Material to process
********

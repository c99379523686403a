//! HTTP API Handlers and Routes
//!
//! This module provides the REST API layer, built on the Axum web framework.
//!
//! # Module Structure
//!
//! - [`api::handlers`](crate::api::handlers) - Request handlers for each endpoint
//! - [`api::routes`](crate::api::routes) - Route definitions and router configuration
//!
//! # API Endpoints
//!
//! ## Research
//! - `POST /research` - Run research and receive the full report
//! - `POST /research/stream` - Same, as server-sent events with phase updates
//! - `GET /research/phases` - Progress phase vocabulary
//!
//! ## Health
//! - `GET /health` - Health check endpoint
//!
//! # OpenAPI Documentation
//!
//! The OpenAPI document is served at `/api-docs/openapi.json`.

use crate::research::{ResearchPhase, ResearchReport, StatusUpdate, Verification};
use crate::types::{ErrorResponse, HealthResponse, ResearchRequest, ResearchResponse};
use utoipa::OpenApi;

/// Request and response handlers for all API endpoints.
pub mod handlers;
/// Router configuration and route definitions.
pub mod routes;

/// OpenAPI description of the HTTP surface
#[derive(OpenApi)]
#[openapi(
    info(title = "Financial Research Server"),
    paths(
        handlers::health::health,
        handlers::research::research,
        handlers::research::research_stream,
        handlers::research::research_phases,
    ),
    components(schemas(
        ResearchRequest,
        ResearchResponse,
        ResearchReport,
        Verification,
        ResearchPhase,
        StatusUpdate,
        ErrorResponse,
        HealthResponse,
    )),
    tags(
        (name = "research", description = "Financial research reports"),
        (name = "health", description = "Service health")
    )
)]
pub struct ApiDoc;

********

What is required
Exact copies of every record above are required.

Reply to the task
repository c99379523686403a
//! HTTP API Handlers and Routes
//!
//! This module provides the REST API layer, built on the Axum web framework.
//!
//! # Module Structure
//!
//! - [`api::handlers`](crate::api::handlers) - Request handlers for each endpoint
//! - [`api::routes`](crate::api::routes) - Route definitions and router configuration
//!
//! # API Endpoints
//!
//! ## Research
//! - `POST /research` - Run research and receive the full report
//! - `POST /research/stream` - Same, as server-sent events with phase updates
//! - `GET /research/phases` - Progress phase vocabulary
//!
//! ## Health
//! - `GET /health` - Health check endpoint
//!
//! # OpenAPI Documentation
//!
//! The OpenAPI document is served at `/api-docs/openapi.json`.

use crate::research::{ResearchPhase, ResearchReport, StatusUpdate, Verification};
use crate::types::{ErrorResponse, HealthResponse, ResearchRequest, ResearchResponse};
use utoipa::OpenApi;

/// Request and response handlers for all API endpoints.
pub mod handlers;
/// Router configuration and route definitions.
pub mod routes;

/// OpenAPI description of the HTTP surface
#[derive(OpenApi)]
#[openapi(
    info(title = "Financial Research Server"),
    paths(
        handlers::health::health,
        handlers::research::research,
        handlers::research::research_stream,
        handlers::research::research_phases,
    ),
    components(schemas(
        ResearchRequest,
        ResearchResponse,
        ResearchReport,
        Verification,
        ResearchPhase,
        StatusUpdate,
        ErrorResponse,
        HealthResponse,
    )),
    tags(
        (name = "research", description = "Financial research reports"),
        (name = "health", description = "Service health")
    )
)]
pub struct ApiDoc;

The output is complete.